• À nous la victoire (1981)

    Se faire la belle avec une balle, ou le sport comme moyen d'évasion.

    Mon avis : Bof... frown

    À nous la victoire (1981)Dans un stalag, des prisonniers britanniques tuent le temps en jouant au football. Parmi eux, John Dolby (Michael Caine) qui fut autrefois un champion anglais du ballon rond.

    En le reconnaissant, le major allemand Karl Von Steiner (Max Von Sydow) a l'idée d'une rencontre entre les prisonniers et les meilleurs footballeurs du troisième Reich. Peu tenté au départ, Dolby va imposer ses conditions : que ses joueurs bénéficient de traitement de faveur, notamment concernant la nourriture, et qu'on lui adjoigne des participants de l'Europe de l'est, réputés être les meilleurs.

    Le match aura lieu à Colombes, en banlieue parisienne, et les prisonniers y voient l'occasion de se faire la belle. De son côté, le capitaine Robert Hatch (Sylvester Stallone) concocte un projet d'évasion en solo. Le lieutenant-colonel Shunlock (Julian Cury), responsable britannique du camp, l'autorise à agir à la seule condition qu'il rejoigne la Résistance française pour mettre au point un plan d'évasion des joueurs sur place.

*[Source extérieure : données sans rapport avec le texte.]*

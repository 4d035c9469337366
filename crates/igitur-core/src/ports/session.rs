//! Session provider port
//!
//! Login, persistence and validation of a [`SessionToken`]. The CLI uses
//! this port to check for a usable session before any transfer starts.

use serde::{Deserialize, Serialize};

use crate::domain::session::SessionToken;

/// Basic information about the logged-in member
#[derive(Debug, Clone, PartialEq, Eq, Serialize, Deserialize)]
pub struct MemberInfo {
    pub email: String,
    /// Base URL of the instance the member belongs to
    pub instance_url: String,
}

/// Session lifecycle operations
#[async_trait::async_trait]
pub trait ISessionProvider: Send + Sync {
    /// Authenticate with email and password and persist the resulting session
    async fn login(&self, email: &str, password: &str) -> anyhow::Result<SessionToken>;

    /// Load the persisted session and check it is still accepted
    ///
    /// # Returns
    /// `None` if no session is stored or the service rejects it
    async fn current_session(&self) -> anyhow::Result<Option<SessionToken>>;

    /// Remove the persisted session
    ///
    /// # Returns
    /// `true` if a stored session was removed
    async fn logout(&self) -> anyhow::Result<bool>;

    /// Look up the member a session belongs to
    async fn member_info(&self, token: &SessionToken) -> anyhow::Result<MemberInfo>;
}
//! Event media download commands

use std::path::PathBuf;
use std::sync::Arc;

use anyhow::Result;
use clap::Args;
use tracing::info;

use igitur_core::domain::newtypes::EventId;
use igitur_core::domain::report::SyncReport;
use igitur_gaudeam::GaudeamEventSource;
use igitur_sync::{EventMediaGrouper, EventSyncReport};

use super::{local_path, Context};
use crate::output::{print_report, report_json};

async fn grouper(ctx: &Context) -> Result<EventMediaGrouper> {
    let (_, client) = ctx.connect().await?;
    let events = Arc::new(GaudeamEventSource::new(client.clone()));
    Ok(EventMediaGrouper::new(events, ctx.engine(client)))
}

#[derive(Debug, Args)]
pub struct DownloadEventMediaCommand {
    /// Id of the event
    pub event_id: EventId,

    /// Existing local directory; one subfolder per uploader is created
    pub dest: PathBuf,
}

impl DownloadEventMediaCommand {
    pub async fn execute(&self, ctx: &Context) -> Result<()> {
        let dest = local_path(&self.dest)?;
        let grouper = grouper(ctx).await?;

        info!(event = %self.event_id, dest = %dest, "Starting event media download");
        let report = grouper.download_event(&self.event_id, &dest).await?;

        let fmt = ctx.formatter();
        if ctx.is_json() {
            fmt.print_json(&report_json(&report));
        } else {
            print_report(&*fmt, &format!("Event {}", self.event_id), &report);
        }
        Ok(())
    }
}

#[derive(Debug, Args)]
pub struct DownloadEventMediaLastDaysCommand {
    /// Size of the window in days, counted back from now
    /// [default: `events.default_days` of the config]
    pub days: Option<u32>,

    /// Existing local directory; one subfolder per event is created
    pub dest: PathBuf,
}

fn event_json(result: &EventSyncReport) -> serde_json::Value {
    serde_json::json!({
        "event_id": result.event.id.as_str(),
        "title": result.event.title,
        "start": result.event.start,
        "folder": result.folder,
        "error": result.error,
        "report": report_json(&result.report),
    })
}

impl DownloadEventMediaLastDaysCommand {
    pub fn window_days(&self, ctx: &Context) -> u32 {
        self.days.unwrap_or(ctx.config.events.default_days)
    }

    pub async fn execute(&self, ctx: &Context) -> Result<()> {
        let dest = local_path(&self.dest)?;
        let days = self.window_days(ctx);
        let grouper = grouper(ctx).await?;

        info!(days, dest = %dest, "Starting event window download");
        let results = grouper.download_events_in_window(days, &dest).await?;

        let mut total = SyncReport::new();
        for result in &results {
            total.merge(result.report.clone());
        }

        let fmt = ctx.formatter();
        if ctx.is_json() {
            fmt.print_json(&serde_json::json!({
                "days": days,
                "events": results.iter().map(event_json).collect::<Vec<_>>(),
                "total": report_json(&total),
            }));
            return Ok(());
        }

        if results.is_empty() {
            fmt.success(&format!("No events in the last {days} days"));
            return Ok(());
        }
        for result in &results {
            let label = result
                .folder
                .clone()
                .unwrap_or_else(|| format!("{} (event {})", result.event.title, result.event.id));
            match &result.error {
                Some(error) => fmt.warn(&format!("{label}: {error}")),
                None => print_report(&*fmt, &label, &result.report),
            }
        }
        fmt.info(&format!("Total: {}", total.summary()));
        Ok(())
    }
}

    À nous la victoire est un film de John Huston inspiré d'un fait réel survenu durant la Seconde Guerre Mondiale. Empruntant à nombre de films du genre - en premier lieu La Grande évasion - et réunissant des footballeurs connus autour des acteurs principaux, ce mélange des genres est plutôt sympa à regarder... quand on aime voir des gus courir après un ballon !

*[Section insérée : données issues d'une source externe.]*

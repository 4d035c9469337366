//! Configuration module for igitur.
//!
//! Provides typed configuration structs that map to the YAML configuration file,
//! with loading, validation, defaults, and a builder pattern for programmatic use.

use std::path::{Path, PathBuf};
use std::time::Duration;

use serde::{Deserialize, Serialize};

use crate::domain::report::CollisionPolicy;
use crate::ports::image_compressor::CompressionSettings;

// ---------------------------------------------------------------------------
// Config struct with sub-sections
// ---------------------------------------------------------------------------

/// Top-level configuration for igitur.
#[derive(Debug, Clone, Default, Serialize, Deserialize)]
#[serde(default)]
pub struct Config {
    pub session: SessionConfig,
    pub transfer: TransferConfig,
    pub images: ImagesConfig,
    pub events: EventsConfig,
    pub logging: LoggingConfig,
}

/// Where the session lives and which service it talks to.
#[derive(Debug, Clone, Serialize, Deserialize)]
#[serde(default)]
pub struct SessionConfig {
    /// JSON profile written by `igitur login`.
    pub profile_path: PathBuf,
    /// Login form of the central auth host.
    pub login_url: String,
    /// Parent domain of all instances, e.g. `gaudeam.de`.
    pub service_domain: String,
}

/// Tree transfer settings.
#[derive(Debug, Clone, Serialize, Deserialize)]
#[serde(default)]
pub struct TransferConfig {
    /// Entries requested per folder listing page.
    pub page_size: u32,
    /// Retries of a transient per-file failure before it is recorded.
    pub max_retries: u32,
    /// First backoff delay in milliseconds; doubles on every retry.
    pub retry_base_delay_ms: u64,
    /// Handling of duplicate names inside one source folder.
    pub collision_policy: CollisionPolicy,
}

/// Settings of the `upload-images` path.
#[derive(Debug, Clone, Serialize, Deserialize)]
#[serde(default)]
pub struct ImagesConfig {
    pub max_width: u32,
    pub max_height: u32,
    /// JPEG re-encode quality, 1-100.
    pub jpeg_quality: u8,
    /// Extensions (with leading dot) that are compressed and uploaded.
    pub allowed_extensions: Vec<String>,
    /// Files whose name contains any of these (case-insensitive) are skipped.
    pub skip_names: Vec<String>,
}

/// Event media settings.
#[derive(Debug, Clone, Serialize, Deserialize)]
#[serde(default)]
pub struct EventsConfig {
    /// Window used by `download-event-media-last-days` when DAYS is omitted.
    pub default_days: u32,
}

/// Logging / tracing settings.
#[derive(Debug, Clone, Serialize, Deserialize)]
#[serde(default)]
pub struct LoggingConfig {
    /// Log level: `trace`, `debug`, `info`, `warn`, or `error`.
    pub level: String,
}

// ---------------------------------------------------------------------------
// Loading
// ---------------------------------------------------------------------------

impl Config {
    /// Load configuration from a YAML file at `path`.
    pub fn load(path: &Path) -> anyhow::Result<Self> {
        let content = std::fs::read_to_string(path)?;
        let config: Config = serde_yaml::from_str(&content)?;
        Ok(config)
    }

    /// Try to load from `path`; fall back to [`Config::default`] on any error.
    pub fn load_or_default(path: &Path) -> Self {
        Self::load(path).unwrap_or_default()
    }

    /// Platform-appropriate default path for the configuration file.
    ///
    /// Typically `$XDG_CONFIG_HOME/igitur/config.yaml` on Linux.
    pub fn default_path() -> PathBuf {
        dirs::config_dir()
            .unwrap_or_else(|| PathBuf::from("~/.config"))
            .join("igitur")
            .join("config.yaml")
    }
}

impl TransferConfig {
    pub fn retry_base_delay(&self) -> Duration {
        Duration::from_millis(self.retry_base_delay_ms)
    }
}

impl ImagesConfig {
    pub fn compression_settings(&self) -> CompressionSettings {
        CompressionSettings {
            max_width: self.max_width,
            max_height: self.max_height,
            jpeg_quality: self.jpeg_quality,
        }
    }
}

// ---------------------------------------------------------------------------
// Defaults
// ---------------------------------------------------------------------------

impl Default for SessionConfig {
    fn default() -> Self {
        Self {
            profile_path: dirs::home_dir()
                .unwrap_or_else(|| PathBuf::from("~"))
                .join(".igitur_session"),
            login_url: "https://auth.gaudeam.de/login".to_string(),
            service_domain: "gaudeam.de".to_string(),
        }
    }
}

impl Default for TransferConfig {
    fn default() -> Self {
        Self {
            page_size: 80,
            max_retries: 3,
            retry_base_delay_ms: 1000,
            collision_policy: CollisionPolicy::Fail,
        }
    }
}

impl Default for ImagesConfig {
    fn default() -> Self {
        let defaults = CompressionSettings::default();
        Self {
            max_width: defaults.max_width,
            max_height: defaults.max_height,
            jpeg_quality: defaults.jpeg_quality,
            allowed_extensions: vec![".jpg".into(), ".jpeg".into(), ".png".into()],
            skip_names: Vec::new(),
        }
    }
}

impl Default for EventsConfig {
    fn default() -> Self {
        Self { default_days: 7 }
    }
}

impl Default for LoggingConfig {
    fn default() -> Self {
        Self {
            level: "info".to_string(),
        }
    }
}

// ---------------------------------------------------------------------------
// Config::validate()
// ---------------------------------------------------------------------------

/// A single validation error found in the configuration.
#[derive(Debug, Clone, PartialEq, Eq)]
pub struct ValidationError {
    /// Dotted path to the offending field, e.g. `"transfer.page_size"`.
    pub field: String,
    /// Human-readable explanation.
    pub message: String,
}

impl std::fmt::Display for ValidationError {
    fn fmt(&self, f: &mut std::fmt::Formatter<'_>) -> std::fmt::Result {
        write!(f, "{}: {}", self.field, self.message)
    }
}

/// Valid values for `logging.level`.
const VALID_LOG_LEVELS: &[&str] = &["trace", "debug", "info", "warn", "error"];

impl Config {
    /// Validate the configuration and return all errors found.
    ///
    /// An empty vector means the configuration is valid.
    pub fn validate(&self) -> Vec<ValidationError> {
        let mut errors = Vec::new();

        // --- session ---
        if !self.session.login_url.starts_with("http://")
            && !self.session.login_url.starts_with("https://")
        {
            errors.push(ValidationError {
                field: "session.login_url".into(),
                message: format!("must be an http(s) URL, got {:?}", self.session.login_url),
            });
        }
        if self.session.service_domain.is_empty()
            || self.session.service_domain.contains('/')
            || self.session.service_domain.starts_with('.')
        {
            errors.push(ValidationError {
                field: "session.service_domain".into(),
                message: format!(
                    "must be a bare domain such as gaudeam.de, got {:?}",
                    self.session.service_domain
                ),
            });
        }
        if self.session.profile_path.as_os_str().is_empty() {
            errors.push(ValidationError {
                field: "session.profile_path".into(),
                message: "must not be empty".into(),
            });
        }

        // --- transfer ---
        if self.transfer.page_size == 0 {
            errors.push(ValidationError {
                field: "transfer.page_size".into(),
                message: "must be greater than 0".into(),
            });
        }
        if self.transfer.max_retries > 10 {
            errors.push(ValidationError {
                field: "transfer.max_retries".into(),
                message: format!("must be at most 10, got {}", self.transfer.max_retries),
            });
        }

        // --- images ---
        if self.images.max_width == 0 {
            errors.push(ValidationError {
                field: "images.max_width".into(),
                message: "must be greater than 0".into(),
            });
        }
        if self.images.max_height == 0 {
            errors.push(ValidationError {
                field: "images.max_height".into(),
                message: "must be greater than 0".into(),
            });
        }
        if self.images.jpeg_quality == 0 || self.images.jpeg_quality > 100 {
            errors.push(ValidationError {
                field: "images.jpeg_quality".into(),
                message: format!(
                    "must be between 1 and 100, got {}",
                    self.images.jpeg_quality
                ),
            });
        }
        if self.images.allowed_extensions.is_empty() {
            errors.push(ValidationError {
                field: "images.allowed_extensions".into(),
                message: "must list at least one extension".into(),
            });
        }
        for ext in &self.images.allowed_extensions {
            if !ext.starts_with('.') || ext.len() < 2 {
                errors.push(ValidationError {
                    field: "images.allowed_extensions".into(),
                    message: format!("extension must start with a dot, got {ext:?}"),
                });
            }
        }
        if self.images.skip_names.iter().any(|s| s.is_empty()) {
            errors.push(ValidationError {
                field: "images.skip_names".into(),
                message: "empty pattern would skip every file".into(),
            });
        }

        // --- events ---
        if self.events.default_days == 0 {
            errors.push(ValidationError {
                field: "events.default_days".into(),
                message: "must be greater than 0".into(),
            });
        }

        // --- logging ---
        if !VALID_LOG_LEVELS.contains(&self.logging.level.as_str()) {
            errors.push(ValidationError {
                field: "logging.level".into(),
                message: format!(
                    "must be one of {VALID_LOG_LEVELS:?}, got {:?}",
                    self.logging.level
                ),
            });
        }

        errors
    }
}

// ---------------------------------------------------------------------------
// ConfigBuilder
// ---------------------------------------------------------------------------

/// Fluent builder for [`Config`], starting from defaults.
#[derive(Debug, Clone)]
pub struct ConfigBuilder {
    config: Config,
}

impl ConfigBuilder {
    /// Start from [`Config::default`].
    pub fn new() -> Self {
        Self {
            config: Config::default(),
        }
    }

    // --- session ---

    pub fn session_profile_path(mut self, path: PathBuf) -> Self {
        self.config.session.profile_path = path;
        self
    }

    pub fn session_login_url(mut self, url: impl Into<String>) -> Self {
        self.config.session.login_url = url.into();
        self
    }

    pub fn session_service_domain(mut self, domain: impl Into<String>) -> Self {
        self.config.session.service_domain = domain.into();
        self
    }

    // --- transfer ---

    pub fn transfer_page_size(mut self, n: u32) -> Self {
        self.config.transfer.page_size = n;
        self
    }

    pub fn transfer_max_retries(mut self, n: u32) -> Self {
        self.config.transfer.max_retries = n;
        self
    }

    pub fn transfer_retry_base_delay_ms(mut self, ms: u64) -> Self {
        self.config.transfer.retry_base_delay_ms = ms;
        self
    }

    pub fn transfer_collision_policy(mut self, policy: CollisionPolicy) -> Self {
        self.config.transfer.collision_policy = policy;
        self
    }

    // --- images ---

    pub fn images_max_size(mut self, width: u32, height: u32) -> Self {
        self.config.images.max_width = width;
        self.config.images.max_height = height;
        self
    }

    pub fn images_jpeg_quality(mut self, quality: u8) -> Self {
        self.config.images.jpeg_quality = quality;
        self
    }

    pub fn images_allowed_extensions(mut self, exts: Vec<String>) -> Self {
        self.config.images.allowed_extensions = exts;
        self
    }

    pub fn images_skip_names(mut self, names: Vec<String>) -> Self {
        self.config.images.skip_names = names;
        self
    }

    // --- events / logging ---

    pub fn events_default_days(mut self, days: u32) -> Self {
        self.config.events.default_days = days;
        self
    }

    pub fn logging_level(mut self, level: impl Into<String>) -> Self {
        self.config.logging.level = level.into();
        self
    }

    // --- build ---

    /// Consume the builder and return the finished [`Config`].
    pub fn build(self) -> Config {
        self.config
    }

    /// Build and validate in one step. Returns `Err` with the list of
    /// validation errors if the configuration is invalid.
    pub fn build_validated(self) -> Result<Config, Vec<ValidationError>> {
        let config = self.build();
        let errors = config.validate();
        if errors.is_empty() {
            Ok(config)
        } else {
            Err(errors)
        }
    }
}

impl Default for ConfigBuilder {
    fn default() -> Self {
        Self::new()
    }
}

// ---------------------------------------------------------------------------
// Unit tests
// ---------------------------------------------------------------------------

    La partie drame de guerre m'a semblé très peu convaincante, les résistants - parmi lesquels on retrouve Amidou et Jean-François Stévenin - sont plus des silhouettes qui ne font que passer. Même le personnage de Carole Laure n'a qu'une ébauche d'un embryon de relation avec Stallone.

    Visiblement, John Huston a décidé de braquer sa caméra sur les joueurs, en premier plan desquels Pelé, dont les prouesses sportives ne sont plus à démontrer.

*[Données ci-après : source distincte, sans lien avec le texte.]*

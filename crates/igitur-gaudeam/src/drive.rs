//! Drive endpoints
//!
//! Wire types and requests for the instance drive: folder properties,
//! paginated listings, folder creation, file download and the three-step
//! upload (sign, store, register).

use anyhow::{Context, Result};
use regex::Regex;
use reqwest::multipart::{Form, Part};
use reqwest::StatusCode;
use serde::{Deserialize, Deserializer};
use serde_json::{json, Value};
use tracing::{debug, instrument};

use crate::client::GaudeamClient;
use crate::GaudeamError;

// ============================================================================
// Wire types
// ============================================================================

/// Accepts ids sent either as JSON numbers or strings
pub(crate) fn deserialize_id<'de, D>(deserializer: D) -> std::result::Result<String, D::Error>
where
    D: Deserializer<'de>,
{
    #[derive(Deserialize)]
    #[serde(untagged)]
    enum RawId {
        Number(u64),
        Text(String),
    }

    Ok(match RawId::deserialize(deserializer)? {
        RawId::Number(n) => n.to_string(),
        RawId::Text(s) => s,
    })
}

/// Properties of a folder (`GET /api/v1/drive/folders/{id}`)
#[derive(Debug, Clone, Deserialize)]
pub struct FolderProperties {
    #[serde(deserialize_with = "deserialize_id")]
    pub id: String,
    pub name: Option<String>,
    #[serde(rename = "type")]
    pub kind: Option<String>,
    pub owner_type: Option<String>,
    #[serde(default)]
    pub owner_id: Value,
    pub restrict_to: Option<RestrictTo>,
}

#[derive(Debug, Clone, Deserialize)]
pub struct RestrictTo {
    #[serde(default)]
    pub id: Value,
}

/// One page of a folder listing
#[derive(Debug, Deserialize)]
pub struct InodePage {
    #[serde(default)]
    pub results: Vec<Inode>,
}

/// A listed child of a folder
#[derive(Debug, Clone, Deserialize)]
pub struct Inode {
    #[serde(deserialize_with = "deserialize_id")]
    pub id: String,
    #[serde(rename = "type")]
    pub kind: String,
    /// Display name; files usually have no extension here
    pub name: Option<String>,
    /// Original file name including the extension
    pub download_name: Option<String>,
    pub file_size: Option<u64>,
}

/// Classification of an inode type
#[derive(Debug, Clone, Copy, PartialEq, Eq)]
pub enum InodeClass {
    Folder,
    File,
    Other,
}

impl Inode {
    pub fn class(&self) -> InodeClass {
        classify_type(&self.kind)
    }

    /// Name the entry is matched by: folder name, or download name for files
    pub fn entry_name(&self) -> Option<&str> {
        match self.class() {
            InodeClass::Folder => self.name.as_deref(),
            InodeClass::File => self.download_name.as_deref().or(self.name.as_deref()),
            InodeClass::Other => None,
        }
    }
}

pub fn classify_type(kind: &str) -> InodeClass {
    match kind {
        "Folder" | "Gallery" => InodeClass::Folder,
        "Photo" | "DriveFile" => InodeClass::File,
        _ => InodeClass::Other,
    }
}

#[derive(Debug, Deserialize)]
struct CreatedInode {
    #[serde(deserialize_with = "deserialize_id")]
    id: String,
}

/// Response of `POST /api/v1/drive/sign`
#[derive(Debug, Deserialize)]
struct UploadSignature {
    #[serde(rename = "postEndpoint")]
    post_endpoint: String,
    /// Form fields the storage endpoint expects alongside the file
    signature: serde_json::Map<String, Value>,
}

// ============================================================================
// Request bodies
// ============================================================================

/// Body for creating `name` under `parent`, copying the parent's ownership
///
/// # Errors
/// Returns `GaudeamError::UnsupportedOwner` for owner types other than
/// `Group`, `GroupMember` or none
pub fn create_folder_body(parent: &FolderProperties, name: &str) -> Result<Value, GaudeamError> {
    let (owner_type, restrict_to_id) = match parent.owner_type.as_deref() {
        Some("Group") => {
            let restrict = parent
                .restrict_to
                .as_ref()
                .map(|r| r.id.clone())
                .unwrap_or(Value::Null);
            (json!("Group"), restrict)
        }
        Some("GroupMember") => (json!("GroupMember"), Value::Null),
        None => (Value::Null, Value::Null),
        Some(other) => return Err(GaudeamError::UnsupportedOwner(other.to_string())),
    };

    Ok(json!({
        "inode": {
            "description": "",
            "name": name,
            "ordering": ["<name"],
            "owner_id": parent.owner_id,
            "owner_type": owner_type,
            "parent_id": parent.id,
            "restrict_to_id": restrict_to_id,
            "type": "Folder",
        }
    }))
}

/// Body registering a stored upload as a file of `parent_id`
pub fn register_upload_body(parent_id: &str, file_name: &str, storage_key: &str) -> Value {
    json!({
        "inode": {
            "content_type": mime_type_for(file_name),
            "name": display_name(file_name),
            "parent_id": parent_id,
            "physically_created_at": "",
            "stored_file": storage_key,
        }
    })
}

/// File name without its last extension; the drive shows files this way
pub fn display_name(file_name: &str) -> &str {
    match file_name.rfind('.') {
        Some(idx) if idx > 0 => &file_name[..idx],
        _ => file_name,
    }
}

/// MIME type by extension, `application/octet-stream` when unknown
pub fn mime_type_for(file_name: &str) -> &'static str {
    let ext = file_name
        .rsplit_once('.')
        .map(|(_, ext)| ext.to_ascii_lowercase())
        .unwrap_or_default();
    match ext.as_str() {
        "jpg" | "jpeg" => "image/jpeg",
        "png" => "image/png",
        "gif" => "image/gif",
        "bmp" => "image/bmp",
        "tif" | "tiff" => "image/tiff",
        "heic" => "image/heic",
        "mp4" => "video/mp4",
        "mov" => "video/quicktime",
        "avi" => "video/x-msvideo",
        "mkv" => "video/x-matroska",
        "pdf" => "application/pdf",
        "doc" => "application/msword",
        "docx" => "application/vnd.openxmlformats-officedocument.wordprocessingml.document",
        "xls" => "application/vnd.ms-excel",
        "xlsx" => "application/vnd.openxmlformats-officedocument.spreadsheetml.sheet",
        "ppt" => "application/vnd.ms-powerpoint",
        "pptx" => "application/vnd.openxmlformats-officedocument.presentationml.presentation",
        "txt" => "text/plain",
        _ => "application/octet-stream",
    }
}

/// Extracts the object key from the storage endpoint's XML reply
pub fn parse_storage_key(xml: &str) -> Option<String> {
    let re = Regex::new(r"<Key>\s*([^<]+?)\s*</Key>").ok()?;
    re.captures(xml).map(|c| c[1].to_string())
}

// ============================================================================
// Requests
// ============================================================================

impl GaudeamClient {
    /// Fetches the properties of a folder
    #[instrument(skip(self))]
    pub async fn folder_properties(&self, folder_id: &str) -> Result<FolderProperties> {
        self.get_json(&format!("/api/v1/drive/folders/{folder_id}"))
            .await
            .with_context(|| format!("Failed to fetch properties of folder {folder_id}"))
    }

    /// Fetches one page of a folder listing, ordered by name
    pub async fn list_folder_page(
        &self,
        folder_id: &str,
        offset: u32,
        limit: u32,
    ) -> Result<Vec<Inode>> {
        let path = format!(
            "/api/v1/drive/folders?parent_id={folder_id}&order=%3Ename&offset={offset}&limit={limit}"
        );
        let page: InodePage = self.get_json(&path).await?;
        Ok(page.results)
    }

    /// Fetches all children of a folder, page by page
    #[instrument(skip(self))]
    pub async fn list_folder_all(&self, folder_id: &str, page_size: u32) -> Result<Vec<Inode>> {
        let page_size = page_size.max(1);
        let mut offset = 0;
        let mut all = Vec::new();

        loop {
            let batch = self
                .list_folder_page(folder_id, offset, page_size)
                .await
                .with_context(|| format!("Failed to list folder {folder_id} at offset {offset}"))?;
            let len = batch.len();
            all.extend(batch);

            if len < page_size as usize {
                break;
            }
            offset += page_size;
        }

        debug!(folder_id, count = all.len(), "Listed folder");
        Ok(all)
    }

    /// Creates a folder and returns its id
    #[instrument(skip(self, parent), fields(parent = %parent.id))]
    pub async fn create_folder(&self, parent: &FolderProperties, name: &str) -> Result<String> {
        let body = create_folder_body(parent, name)?;
        let created: CreatedInode = self
            .post_json("/api/v1/drive/folders", &body)
            .await
            .with_context(|| format!("Failed to create folder {name:?} in {}", parent.id))?;
        debug!(name, id = %created.id, "Created folder");
        Ok(created.id)
    }

    /// Deletes a folder including all of its content
    #[instrument(skip(self))]
    pub async fn delete_folder(&self, folder_id: &str) -> Result<()> {
        self.delete(&format!("/api/v1/drive/folders/{folder_id}"))
            .await
            .with_context(|| format!("Failed to delete folder {folder_id}"))
    }

    /// Deletes an uploaded file
    #[instrument(skip(self))]
    pub async fn delete_uploaded_file(&self, file_id: &str) -> Result<()> {
        self.delete(&format!("/api/v1/drive/uploaded_files/{file_id}"))
            .await
            .with_context(|| format!("Failed to delete file {file_id}"))
    }

    /// Downloads a drive file
    pub async fn download_file(&self, file_id: &str) -> Result<Vec<u8>> {
        self.get_bytes(&format!("/drive/uploaded_files/{file_id}/download"))
            .await
            .with_context(|| format!("Failed to download file {file_id}"))
    }

    /// Uploads `data` as `file_name` into folder `parent_id`
    ///
    /// The file becomes visible in the folder only with the final
    /// registration request.
    #[instrument(skip(self, data), fields(size = data.len()))]
    pub async fn upload_file(
        &self,
        parent_id: &str,
        file_name: &str,
        data: Vec<u8>,
    ) -> Result<String> {
        let signature: UploadSignature = self
            .post_json("/api/v1/drive/sign", &json!({}))
            .await
            .context("Failed to request upload signature")?;

        let key = self
            .store_upload(&signature, file_name, data)
            .await
            .with_context(|| format!("Failed to store {file_name:?}"))?;

        let body = register_upload_body(parent_id, file_name, &key);
        let created: CreatedInode = self
            .post_json("/api/v1/drive/uploaded_files", &body)
            .await
            .with_context(|| format!("Failed to register upload of {file_name:?}"))?;

        debug!(file_name, id = %created.id, "Uploaded file");
        Ok(created.id)
    }

    /// Posts the file to the signed storage endpoint and returns its key
    async fn store_upload(
        &self,
        signature: &UploadSignature,
        file_name: &str,
        data: Vec<u8>,
    ) -> Result<String> {
        let mut form = Form::new();
        for (field, value) in &signature.signature {
            let value = match value {
                Value::String(s) => s.clone(),
                other => other.to_string(),
            };
            form = form.text(field.clone(), value);
        }
        let part = Part::bytes(data)
            .file_name(file_name.to_string())
            .mime_str(mime_type_for(file_name))
            .context("Invalid MIME type")?;
        form = form.part("file", part);

        let response = self
            .http_client()
            .post(&signature.post_endpoint)
            .multipart(form)
            .send()
            .await
            .map_err(GaudeamError::NetworkError)?;

        let status = response.status();
        let text = response.text().await.unwrap_or_default();
        if status != StatusCode::CREATED {
            let err = if status.is_server_error() {
                GaudeamError::ServerError(format!("storage upload returned {status}"))
            } else {
                GaudeamError::InvalidResponse(format!("storage upload returned {status}"))
            };
            return Err(err.into());
        }

        parse_storage_key(&text).ok_or_else(|| {
            GaudeamError::InvalidResponse("storage reply has no <Key>".to_string()).into()
        })
    }
}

    J'aurai peut-être du voir ce film en vo (j'ai eu la flemme de choisir cette option), car je reconnais que d'entendre la voix française de Stallone est déstabilisant dans un tel film. Les scènes d'action m'ont parues mollassonnes et seul le final a quelque chose de grisant.

    La musique - signée Bill Conti - rappelle furieusement celle qu'Elmer Bernstein composa pour La Grande évasion, et cela ajoute à l'effet de "déjà-vu".

    Bref, À nous la victoire est un film qui ne me restera pas en mémoire.